### Task to carry out
The answer consists solely of the listing's lines from the first through the line containing "let copy = match", each reproduced exactly.

### Records for the exercise
:::::

use super::{json_pretty, resolve_vm, run_busy, spin_fail, spin_ok, spinner, EXIT_SUCCESS};
use hangar_core::Registry;
use std::sync::mpsc;

pub fn run(registry: &Registry, input: &str, json: bool) -> Result<u8, String> {
    let vm = resolve_vm(registry, input)?;
    let source = vm.clone();

    let pb = (!json).then(|| spinner(&format!("cloning '{}'...", vm.name())));
    let (tx, rx) = mpsc::channel();
    let result = run_busy(registry, move |r| {
        let copy = r.clone_vm(&source)?;
        let _ = tx.send(copy);
        Ok(())
    });
    let copy = match result.and_then(|()| rx.recv().map_err(|e| e.to_string())) {
        Ok(copy) => copy,
        Err(e) => {
            if let Some(pb) = &pb {
                spin_fail(pb, "clone failed");
            }
            return Err(e);
        }
    };

    if let Some(pb) = &pb {
        spin_ok(pb, &format!("cloned '{}' to '{}'", vm.name(), copy.name()));
    } else {
        let msg = serde_json::json!({
            "source": vm.path(),
            "name": copy.name(),
            "path": copy.path(),
        });
        println!("{}", json_pretty(&msg)?);
    }
    Ok(EXIT_SUCCESS)
}
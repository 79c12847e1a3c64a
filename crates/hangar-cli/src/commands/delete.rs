use super::{json_pretty, resolve_vm, EXIT_FAILURE, EXIT_SUCCESS};
use hangar_core::Registry;
use std::io::IsTerminal;

pub fn run(registry: &Registry, input: &str, yes: bool, json: bool) -> Result<u8, String> {
    let vm = resolve_vm(registry, input)?;

    if !yes {
        if !std::io::stdin().is_terminal() {
            return Err(format!(
                "refusing to delete '{}' without confirmation; pass --yes",
                vm.name()
            ));
        }
        let confirmed = dialoguer::Confirm::new()
            .with_prompt(format!(
                "Delete {} and all of its disk images?",
                console::style(vm.name()).bold()
            ))
            .default(false)
            .interact()
            .map_err(|e| format!("prompt failed: {e}"))?;
        if !confirmed {
            eprintln!("aborted");
            return Ok(EXIT_FAILURE);
        }
    }

    registry.delete(&vm).map_err(|e| e.to_string())?;

    if json {
        let msg = serde_json::json!({ "deleted": vm.path() });
        println!("{}", json_pretty(&msg)?);
    } else {
        println!("deleted '{}'", vm.name());
    }
    Ok(EXIT_SUCCESS)
}
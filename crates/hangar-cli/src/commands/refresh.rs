use super::{json_pretty, spin_ok, spinner, EXIT_SUCCESS};
use console::Style;
use hangar_core::Registry;

pub fn run(registry: &Registry, json: bool) -> Result<u8, String> {
    if json {
        let report = registry.refresh();
        println!("{}", json_pretty(&report)?);
        return Ok(EXIT_SUCCESS);
    }

    let pb = spinner(&format!("scanning {}...", registry.root().display()));
    let report = registry.refresh();
    if report.changed {
        spin_ok(
            &pb,
            &format!(
                "{} discovered, {} removed",
                report.discovered.len(),
                report.removed.len()
            ),
        );
    } else {
        spin_ok(&pb, "up to date");
    }
    let added = Style::new().green();
    let removed = Style::new().red();
    for path in &report.discovered {
        println!("  {}", added.apply_to(format!("+ {}", path.display())));
    }
    for path in &report.removed {
        println!("  {}", removed.apply_to(format!("- {}", path.display())));
    }
    for w in &report.warnings {
        eprintln!("warning: {}: {}", w.path.display(), w.message);
    }
    Ok(EXIT_SUCCESS)
}
use super::{json_pretty, EXIT_SUCCESS};
use hangar_core::Registry;

pub fn run(registry: &Registry, from: usize, to: usize, json: bool) -> Result<u8, String> {
    registry
        .move_machine(from, to)
        .map_err(|e| e.to_string())?;

    let names: Vec<String> = registry
        .machines()
        .iter()
        .map(|vm| vm.name().to_owned())
        .collect();
    if json {
        println!("{}", json_pretty(&names)?);
    } else {
        for (i, name) in names.iter().enumerate() {
            println!("{i:<4} {name}");
        }
    }
    Ok(EXIT_SUCCESS)
}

:::::

### Response
use super::{json_pretty, resolve_vm, run_busy, spin_fail, spin_ok, spinner, EXIT_SUCCESS};
use hangar_core::Registry;
use std::sync::mpsc;

pub fn run(registry: &Registry, input: &str, json: bool) -> Result<u8, String> {
    let vm = resolve_vm(registry, input)?;
    let source = vm.clone();

    let pb = (!json).then(|| spinner(&format!("cloning '{}'...", vm.name())));
    let (tx, rx) = mpsc::channel();
    let result = run_busy(registry, move |r| {
        let copy = r.clone_vm(&source)?;
        let _ = tx.send(copy);
        Ok(())
    });
    let copy = match result.and_then(|()| rx.recv().map_err(|e| e.to_string())) {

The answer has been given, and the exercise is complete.